Currently the latter is handled by a kludgy fixAttributes() method
applied after a tag is parsed, but it would be better handled in the
state machine initially. The former isn't handled at all, and would
involve all nodes possibly having children (a remark or string node can
have embedded JSP, i.e. <!-- this remark, created on <%@ date() %>,
needs to be handled -->. So some design work needs to be done to analyze
the state transitions and gating characters.
toHtml(verbatim/fixed)
-----------------------------
One of the design goals for the new Lexer subsystem was to be able to
regurgitate the original HTML via the toHtml() method, so the original
page is unmodified except for any explicit user edits, i.e. link URL
edits. But the parser fixes broken HTML without asking, so you can't get
back an unadulterated page from toHtml(). A lot of test cases assume
fixed HTML. Either a parameter on toHtml() or another method would be
needed to provide the choice of the original HTML or the fixed HTML.

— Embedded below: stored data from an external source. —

//! Classification (`/predict`) response types.

use std::collections::BTreeMap;
use std::fmt::Write as _;

use serde::{Deserialize, Serialize};

/// Raw `/predict` response.
#[derive(Debug, Clone, Serialize, Deserialize)]
pub struct ClassificationResponse {
    #[serde(default)]
    pub success: bool,
    #[serde(default)]
    pub prediction: Option<ClassificationResult>,
    /// Server-side failure reason, sent alongside `success: false`
    #[serde(default, skip_serializing_if = "Option::is_none")]
    pub error: Option<String>,
}

/// A single leaf-health prediction.
#[derive(Debug, Clone, PartialEq, Serialize, Deserialize)]
pub struct ClassificationResult {
    /// Winning label
    pub predicted_class: String,
    /// Index of the winning label in the model's class list
    pub predicted_class_index: u32,
    /// Probability of the winning label, in [0, 1]
    pub confidence: f64,
    /// Probability per label
    #[serde(default)]
    pub all_probabilities: BTreeMap<String, f64>,
}

impl ClassificationResult {
    /// Text shown on the result card.
    pub fn summary(&self) -> String {
        self.predicted_class.clone()
    }

    /// Long form with confidence and the full probability table,
    /// most likely label first.
    pub fn detailed(&self) -> String {
        let mut out = String::new();
        let _ = writeln!(out, "Class: {}", self.predicted_class);
        let _ = writeln!(out, "Confidence: {}", percent(self.confidence));
        out.push_str("Probabilities:\n");

        let mut ranked: Vec<(&String, &f64)> = self.all_probabilities.iter().collect();
        ranked.sort_by(|a, b| b.1.total_cmp(a.1).then_with(|| a.0.cmp(b.0)));
        for (label, prob) in ranked {
            let _ = writeln!(out, "  {}: {}", label, percent(*prob));
        }
        out
    }
}

fn percent(p: f64) -> String {
    format!("{:.2}%", p * 100.0)
}
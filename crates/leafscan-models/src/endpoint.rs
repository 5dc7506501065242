//! Inference endpoints exposed by the leaf server.

use serde::{Deserialize, Serialize};
use std::fmt;
use std::str::FromStr;
use thiserror::Error;

/// How the image is embedded in the request body.
#[derive(Debug, Clone, Copy, PartialEq, Eq, Hash)]
pub enum PayloadForm {
    /// Bare base64 of the JPEG bytes
    RawBase64,
    /// `data:image/jpeg;base64,` followed by the base64 payload
    DataUrl,
}

/// The three analyses offered by the server.
#[derive(Debug, Clone, Copy, PartialEq, Eq, Hash, Serialize, Deserialize)]
#[serde(rename_all = "snake_case")]
pub enum Endpoint {
    /// Leaf health classification
    Classification,
    /// Object detection with bounding boxes
    Detection,
    /// Lesion segmentation
    Segmentation,
}

impl Endpoint {
    /// All endpoints, in screen order.
    pub const ALL: &'static [Endpoint] = &[
        Endpoint::Classification,
        Endpoint::Detection,
        Endpoint::Segmentation,
    ];

    /// Route path relative to the server base URL.
    pub fn path(&self) -> &'static str {
        match self {
            Endpoint::Classification => "predict",
            Endpoint::Detection => "predict_detection",
            Endpoint::Segmentation => "predict_segmentation",
        }
    }

    /// Payload form the server expects for this endpoint.
    ///
    /// Segmentation strips a data-URL prefix server-side, the other two
    /// routes decode the string directly.
    pub fn payload_form(&self) -> PayloadForm {
        match self {
            Endpoint::Segmentation => PayloadForm::DataUrl,
            Endpoint::Classification | Endpoint::Detection => PayloadForm::RawBase64,
        }
    }

    /// Short name used in logs and metric labels.
    pub fn as_str(&self) -> &'static str {
        match self {
            Endpoint::Classification => "classification",
            Endpoint::Detection => "detection",
            Endpoint::Segmentation => "segmentation",
        }
    }
}

impl fmt::Display for Endpoint {
    fn fmt(&self, f: &mut fmt::Formatter<'_>) -> fmt::Result {
        write!(f, "{}", self.as_str())
    }
}

impl FromStr for Endpoint {
    type Err = EndpointParseError;

    fn from_str(s: &str) -> Result<Self, Self::Err> {
        match s.to_lowercase().as_str() {
            "classification" | "classify" | "predict" => Ok(Endpoint::Classification),
            "detection" | "detect" | "predict_detection" => Ok(Endpoint::Detection),
            "segmentation" | "segment" | "predict_segmentation" => Ok(Endpoint::Segmentation),
            _ => Err(EndpointParseError(s.to_string())),
        }
    }
}

#[derive(Debug, Error)]
#[error("Unknown endpoint: {0}")]
pub struct EndpointParseError(String);
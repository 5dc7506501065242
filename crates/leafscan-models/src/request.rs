//! Request body shared by every inference route.

use serde::{Deserialize, Serialize};

/// JSON body `{"image": "<payload>"}`.
#[derive(Debug, Clone, PartialEq, Eq, Serialize, Deserialize)]
pub struct InferenceRequest {
    /// Encoded image, raw base64 or a data URL depending on the route
    pub image: String,
}

impl InferenceRequest {
    pub fn new(image: impl Into<String>) -> Self {
        Self {
            image: image.into(),
        }
    }
}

There's some initial work on eliminating the added virtual end tags
commented out in TagNode, but it will also require a way to remember
broken tags, like ...<title>The Title</title</head><body>...
GUI Parser Tool
---------------------
Some GUI based parser application showing the HTML parse tree in one
panel and the HTML text in another, with the tree node selected being
highlighted in the text, or the text cursor setting the tree node
selected, would be really good. A filter builder tool to graphically
construct a program to extract a snippet from an HTML page would blow
people away.
Applications
-----------
Rework all the applications for a better 'out of the box' experience for
new and novice users. Fix all the scripts in /bin (for unix and windows)
and add any others that don't exist already.
Clean Up
------------
The integration process needs to be revamped to take use the $Name: CVS
substitution, so a checkin isn't required every integration.
Block/Inline
----------------
The tag-enders and end-tag-enders lists are only a partial solution to
the HTML specification for block and inline tags. By ensuring block tags
don't overlap, a better parsing job could be done, i.e.
<FORM> .... <TABLE> ... </FORM></TABLE>
would be rearranged as
<FORM> .... <TABLE> ... </TABLE></FORM>
This needs some design work.
|